Information security budgets generally dodge effects of downturn

Government agencies could become more vulnerable to hackers and increase the chance they might lose data if they respond to the slow economy, and subsequent lower tax revenues, by cutting back on security-related projects, according to a survey of public sector security chiefs.

More than half the 899 information security professionals in the public sector -- about 58 percent -- said canceling, deferring or downsizing security-related initiatives is important during harsh economic times, according to a survey conducted by PricewaterhouseCoopers and CIO and CSO magazines.

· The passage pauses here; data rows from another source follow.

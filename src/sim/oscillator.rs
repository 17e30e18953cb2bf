//! Damped mass-spring-damper driving the input angle
//!
//! `m·θ'' + c·θ' + k·(θ − θ_eq) = 0`, integrated with classic RK4.

use serde::{Deserialize, Serialize};

use crate::error::{Result, SimError};

/// How the oscillator returns to equilibrium
#[derive(Debug, Clone, Copy, PartialEq, Eq, Serialize, Deserialize)]
pub enum DampingRegime {
    /// ζ < 1: decaying oscillation
    Underdamped,
    /// ζ = 1: fastest return without overshoot
    CriticallyDamped,
    /// ζ > 1: slow creep back
    Overdamped,
}

impl DampingRegime {
    pub fn from_zeta(zeta: f64) -> Self {
        const BAND: f64 = 1e-9;
        if (zeta - 1.0).abs() <= BAND {
            DampingRegime::CriticallyDamped
        } else if zeta < 1.0 {
            DampingRegime::Underdamped
        } else {
            DampingRegime::Overdamped
        }
    }

    pub fn as_str(&self) -> &'static str {
        match self {
            DampingRegime::Underdamped => "underdamped",
            DampingRegime::CriticallyDamped => "critically damped",
            DampingRegime::Overdamped => "overdamped",
        }
    }
}

/// Mass, spring and damper constants
#[derive(Debug, Clone, Copy, PartialEq, Serialize, Deserialize)]
pub struct OscillatorParams {
    pub mass: f64,
    pub spring_constant: f64,
    pub damping_coefficient: f64,
    /// Angle the spring pulls toward (radians)
    #[serde(default)]
    pub equilibrium: f64,
}

impl Default for OscillatorParams {
    fn default() -> Self {
        Self {
            mass: 1.0,
            spring_constant: 100.0,
            damping_coefficient: 50.0,
            equilibrium: 0.0,
        }
    }
}

impl OscillatorParams {
    /// Validated constructor (equilibrium at zero)
    pub fn new(mass: f64, spring_constant: f64, damping_coefficient: f64) -> Result<Self> {
        let params = Self {
            mass,
            spring_constant,
            damping_coefficient,
            equilibrium: 0.0,
        };
        params.validate()?;
        Ok(params)
    }

    pub fn with_equilibrium(mut self, equilibrium: f64) -> Self {
        self.equilibrium = equilibrium;
        self
    }

    /// Reject values that make the equation of motion meaningless
    pub fn validate(&self) -> Result<()> {
        if !self.mass.is_finite() || self.mass <= 0.0 {
            return Err(SimError::InvalidParameter {
                name: "mass",
                value: self.mass,
                reason: "must be > 0",
            });
        }
        if !self.spring_constant.is_finite() || self.spring_constant < 0.0 {
            return Err(SimError::InvalidParameter {
                name: "spring constant",
                value: self.spring_constant,
                reason: "must be >= 0",
            });
        }
        if !self.damping_coefficient.is_finite() || self.damping_coefficient < 0.0 {
            return Err(SimError::InvalidParameter {
                name: "damping coefficient",
                value: self.damping_coefficient,
                reason: "must be >= 0",
            });
        }
        if !self.equilibrium.is_finite() {
            return Err(SimError::InvalidParameter {
                name: "equilibrium",
                value: self.equilibrium,
                reason: "must be finite",
            });
        }
        if self.spring_constant * self.mass == 0.0 {
            return Err(SimError::InvalidOscillatorParameters {
                mass: self.mass,
                spring: self.spring_constant,
            });
        }
        Ok(())
    }

    /// ζ = c / (2·sqrt(k·m))
    pub fn damping_ratio(&self) -> Result<f64> {
        self.validate()?;
        Ok(self.damping_coefficient / (2.0 * (self.spring_constant * self.mass).sqrt()))
    }

    /// Undamped natural frequency ω_n = sqrt(k/m) (rad/s)
    pub fn natural_frequency(&self) -> f64 {
        (self.spring_constant / self.mass).sqrt()
    }

    pub fn regime(&self) -> Result<DampingRegime> {
        Ok(DampingRegime::from_zeta(self.damping_ratio()?))
    }

    /// θ'' for a given state
    #[inline]
    fn acceleration(&self, angle: f64, angular_velocity: f64) -> f64 {
        -(self.damping_coefficient * angular_velocity
            + self.spring_constant * (angle - self.equilibrium))
            / self.mass
    }
}

/// Generalized coordinate of the oscillator
#[derive(Debug, Clone, Copy, PartialEq, Serialize, Deserialize)]
pub struct OscillatorState {
    pub params: OscillatorParams,
    /// Angle (radians, unwrapped)
    pub angle: f64,
    /// Angular velocity (rad/s)
    pub angular_velocity: f64,
}

impl OscillatorState {
    /// Start at rest at `angle`
    pub fn new(params: OscillatorParams, angle: f64) -> Result<Self> {
        params.validate()?;
        if !angle.is_finite() {
            return Err(SimError::InvalidParameter {
                name: "initial angle",
                value: angle,
                reason: "must be finite",
            });
        }
        Ok(Self {
            params,
            angle,
            angular_velocity: 0.0,
        })
    }

    /// Angular acceleration implied by the current state (rad/s²)
    pub fn angular_acceleration(&self) -> f64 {
        self.params.acceleration(self.angle, self.angular_velocity)
    }

    /// Kinetic plus spring energy about the equilibrium
    pub fn energy(&self) -> f64 {
        let p = &self.params;
        let x = self.angle - p.equilibrium;
        0.5 * p.mass * self.angular_velocity * self.angular_velocity
            + 0.5 * p.spring_constant * x * x
    }

    /// Swap parameters, keeping angle and velocity
    pub fn set_params(&mut self, params: OscillatorParams) -> Result<()> {
        params.validate()?;
        self.params = params;
        Ok(())
    }

    /// Elastic stop: pin the angle and send the velocity back
    pub fn bounce_at(&mut self, angle: f64) {
        self.angle = angle;
        self.angular_velocity = -self.angular_velocity;
    }

    /// Hold still at `angle` (used while dragging)
    pub fn hold_at(&mut self, angle: f64) {
        self.angle = angle;
        self.angular_velocity = 0.0;
    }
}

/// Advance the oscillator by `dt` with classic RK4.
///
/// Pure and deterministic: identical `(state, dt)` gives identical output.
pub fn step(state: &OscillatorState, dt: f64) -> Result<OscillatorState> {
    if !dt.is_finite() || dt <= 0.0 {
        return Err(SimError::InvalidParameter {
            name: "time step",
            value: dt,
            reason: "must be a finite duration > 0",
        });
    }
    let p = &state.params;
    p.validate()?;

    let (x0, v0) = (state.angle, state.angular_velocity);
    let f = |x: f64, v: f64| (v, p.acceleration(x, v));

    let (k1x, k1v) = f(x0, v0);
    let (k2x, k2v) = f(x0 + 0.5 * dt * k1x, v0 + 0.5 * dt * k1v);
    let (k3x, k3v) = f(x0 + 0.5 * dt * k2x, v0 + 0.5 * dt * k2v);
    let (k4x, k4v) = f(x0 + dt * k3x, v0 + dt * k3v);

    Ok(OscillatorState {
        params: *p,
        angle: x0 + dt / 6.0 * (k1x + 2.0 * k2x + 2.0 * k3x + k4x),
        angular_velocity: v0 + dt / 6.0 * (k1v + 2.0 * k2v + 2.0 * k3v + k4v),
    })
}
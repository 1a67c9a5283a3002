//! Injectable sinks for the human-readable timeline dump.

use std::sync::{Arc, Mutex};

use crate::TimelineInfo;

/// Receives a fresh timeline snapshot every tick.
pub trait DiagnosticsSink: Send {
    fn present(&mut self, info: &TimelineInfo);
}

/// Writes the timeline dump to the `debug` log.
#[derive(Debug, Default)]
pub struct TracingSink;

impl DiagnosticsSink for TracingSink {
    fn present(&mut self, info: &TimelineInfo) {
        tracing::debug!(
            length = info.length,
            position = info.position,
            bar = info.bar,
            beat = info.beat,
            tempo = info.tempo,
            last_marker = %info.last_marker,
            "timeline"
        );
    }
}

/// Keeps the most recently rendered dump so a host overlay can draw it.
#[derive(Debug, Clone, Default)]
pub struct RecordingSink {
    last: Arc<Mutex<Option<String>>>,
}

impl RecordingSink {
    pub fn new() -> Self {
        Self::default()
    }

    /// Last rendered dump, `None` until the first tick.
    pub fn last(&self) -> Option<String> {
        self.last.lock().ok().and_then(|last| last.clone())
    }
}

impl DiagnosticsSink for RecordingSink {
    fn present(&mut self, info: &TimelineInfo) {
        if let Ok(mut last) = self.last.lock() {
            *last = Some(format!("**Timeline Debug**\n\n{info}"));
        }
    }
}
use crate::audio::EngineError;

/// Result alias that carries the custom [`SyncError`] type.
pub type Result<T> = std::result::Result<T, SyncError>;

/// Common error type for the core crate.
#[derive(Debug, thiserror::Error)]
pub enum SyncError {
    /// A decoded parameter string named the same key more than once.
    #[error("parameter `{key}` appears more than once")]
    MalformedOrDuplicateKey { key: String },
    /// The audio engine does not know the requested event.
    #[error("audio event `{event}` could not be resolved")]
    EventResolution { event: String },
    /// A lifecycle operation was requested from a state that does not allow it.
    #[error("cannot {operation} while the bridge is {state}")]
    InvalidState {
        operation: &'static str,
        state: &'static str,
    },
    /// Failure reported by the audio engine.
    #[error("audio engine error: {0}")]
    Engine(#[from] EngineError),
    /// Configuration parsed but describes something unusable.
    #[error("invalid configuration: {0}")]
    Config(String),
    /// Configuration could not be parsed.
    #[error("malformed configuration: {0}")]
    Json(#[from] serde_json::Error),
    /// Free-form error message, mostly used for poisoned locks.
    #[error("{0}")]
    Message(String),
    /// Wrapper around standard IO errors.
    #[error("{0}")]
    Io(#[from] std::io::Error),
}

impl SyncError {
    /// Creates a new error that simply wraps the provided message.
    pub fn msg<T: Into<String>>(msg: T) -> Self {
        Self::Message(msg.into())
    }
}

impl From<&str> for SyncError {
    fn from(value: &str) -> Self {
        Self::msg(value)
    }
}

impl From<String> for SyncError {
    fn from(value: String) -> Self {
        Self::Message(value)
    }
}
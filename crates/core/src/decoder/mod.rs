//! Decoder for `{name=value}` parameter tokens embedded in free text.
//!
//! Marker names authored on a music timeline carry their gameplay metadata in
//! this form, e.g. `drop{lane=2}{speed=fast}`. Anything that does not form a
//! complete token is ignored.

use std::collections::hash_map::{self, Entry};
use std::collections::HashMap;
use std::str::FromStr;
use std::sync::OnceLock;

use regex::Regex;
use serde::{Deserialize, Serialize};

use crate::{Result, SyncError};

const TOKEN_PATTERN: &str = r"\{(?P<name>[A-Za-z0-9]+)=(?P<value>[A-Za-z0-9]+)\}";

static TOKEN_REGEX: OnceLock<Regex> = OnceLock::new();

fn token_regex() -> &'static Regex {
    TOKEN_REGEX.get_or_init(|| Regex::new(TOKEN_PATTERN).expect("invalid regex pattern"))
}

/// Decoded `name -> value` pairs. Keys are unique.
#[derive(Debug, Clone, Default, PartialEq, Eq, Serialize, Deserialize)]
#[serde(transparent)]
pub struct ParameterMap {
    entries: HashMap<String, String>,
}

impl ParameterMap {
    /// Empty map.
    pub fn new() -> Self {
        Self::default()
    }

    /// Raw value stored under `key`.
    pub fn get(&self, key: &str) -> Option<&str> {
        self.entries.get(key).map(String::as_str)
    }

    /// Parses the value stored under `key`. Returns `None` when the key is
    /// missing or the value does not parse as `T`.
    pub fn parse<T: FromStr>(&self, key: &str) -> Option<T> {
        self.get(key).and_then(|value| value.parse().ok())
    }

    /// Whether a token named `key` was decoded.
    pub fn contains_key(&self, key: &str) -> bool {
        self.entries.contains_key(key)
    }

    /// Number of decoded tokens.
    pub fn len(&self) -> usize {
        self.entries.len()
    }

    pub fn is_empty(&self) -> bool {
        self.entries.is_empty()
    }

    /// Iterates over `(name, value)` pairs in arbitrary order.
    pub fn iter(&self) -> hash_map::Iter<'_, String, String> {
        self.entries.iter()
    }

    fn insert_unique(&mut self, key: &str, value: &str) -> Result<()> {
        match self.entries.entry(key.to_string()) {
            Entry::Occupied(_) => Err(SyncError::MalformedOrDuplicateKey {
                key: key.to_string(),
            }),
            Entry::Vacant(slot) => {
                slot.insert(value.to_string());
                Ok(())
            }
        }
    }
}

impl<'a> IntoIterator for &'a ParameterMap {
    type Item = (&'a String, &'a String);
    type IntoIter = hash_map::Iter<'a, String, String>;

    fn into_iter(self) -> Self::IntoIter {
        self.iter()
    }
}

/// Extracts every complete `{name=value}` token from `input`.
///
/// Tokens are matched left to right without overlap. Partial tokens such as
/// `{a=1` or `{=1}` are skipped rather than reported. A key seen twice fails
/// with [`SyncError::MalformedOrDuplicateKey`].
pub fn decode(input: &str) -> Result<ParameterMap> {
    let mut params = ParameterMap::new();
    for captures in token_regex().captures_iter(input) {
        params.insert_unique(&captures["name"], &captures["value"])?;
    }
    Ok(params)
}

#[cfg(test)]
mod tests {
    use super::*;

    #[test]
    fn empty_input_yields_empty_map() {
        let params = decode("").unwrap();
        assert!(params.is_empty());
    }

    #[test]
    fn decodes_consecutive_tokens() {
        let params = decode("{a=1}{b=2}").unwrap();
        assert_eq!(params.len(), 2);
        assert_eq!(params.get("a"), Some("1"));
        assert_eq!(params.get("b"), Some("2"));
    }

    #[test]
    fn duplicate_keys_are_rejected() {
        let err = decode("{a=1}{a=2}").unwrap_err();
        match err {
            SyncError::MalformedOrDuplicateKey { key } => assert_eq!(key, "a"),
            other => panic!("unexpected error: {other}"),
        }
    }

    #[test]
    fn unterminated_token_is_ignored() {
        assert!(decode("{a=1").unwrap().is_empty());
    }

    #[test]
    fn tokens_embedded_in_text_are_found() {
        let params = decode("chorus {lane=2} then {speed=fast}!").unwrap();
        assert_eq!(params.get("lane"), Some("2"));
        assert_eq!(params.get("speed"), Some("fast"));
    }

    #[test]
    fn malformed_fragments_are_skipped() {
        let params = decode("{=1}{a=}{a-b=1}{{c=3}}{d = 4}").unwrap();
        assert_eq!(params.len(), 1);
        assert_eq!(params.get("c"), Some("3"));
    }

    #[test]
    fn decoding_is_repeatable() {
        let input = "intro{bar=4}{mood=calm}";
        assert_eq!(decode(input).unwrap(), decode(input).unwrap());
    }

    #[test]
    fn typed_lookup_parses_values() {
        let params = decode("{lane=2}{speed=fast}").unwrap();
        assert_eq!(params.parse::<u32>("lane"), Some(2));
        assert_eq!(params.parse::<u32>("speed"), None);
        assert_eq!(params.parse::<u32>("missing"), None);
    }

    #[test]
    fn serialises_as_plain_object() {
        let params = decode("{a=1}").unwrap();
        let json = serde_json::to_string(&params).unwrap();
        assert_eq!(json, r#"{"a":"1"}"#);
    }
}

But far less, about 37 percent, said they actually made such cuts in 2009. For projects that were curtailed, about 24 percent were delayed by a year or less, and the budgets for 28 percent of these projects were cut 19 percent or less.

That was good news to Scott McIntyre, managing partner of PricewaterhouseCoopers' public sector practice. "Security budgets across-the-board appear to be less vulnerable to cost cutting," he said. "But to protect that budget, organizations need to show the value of that investment in security. The security function is under tremendous pressure to perform."

Nearly half the public sector security chiefs surveyed said requirements have grown more challenging as the regulatory environment increased in complexity and cost reduction efforts made even adequate security harder to achieve.

The good news from the survey showed that the number of security incidents didn't increase. Sixteen percent reported having no incidents in the past year, virtually unchanged from the 18 percent reporting no incidents in 2008 and the 17 percent in 2007. About 23 percent of the public sector respondents reported experiencing between one and nine incidents, the same percentage who reported that number of incidents in 2008 and 2007. Most -- more than 70 percent -- reported putting a greater focus on data protection, prioritizing security investments based upon risk, and strengthening governance, risk management and compliance programs.

"Organizations need to spend the money where it adds the most value," McIntyre said. "In many cases, that means increased automation and making sure security is well-aligned with the organization's objectives."

Respondents, however, reported little progress in developing certain security processes. Efforts to identify users, monitor information security intelligence and compliance with security policies have not progressed significantly beyond the status reported in 2008.

According to the report, "The chalk lines have essentially not moved," and the majority of metrics used to track advances in security-related capabilities have, by and large, not advanced during the past year in the public sector.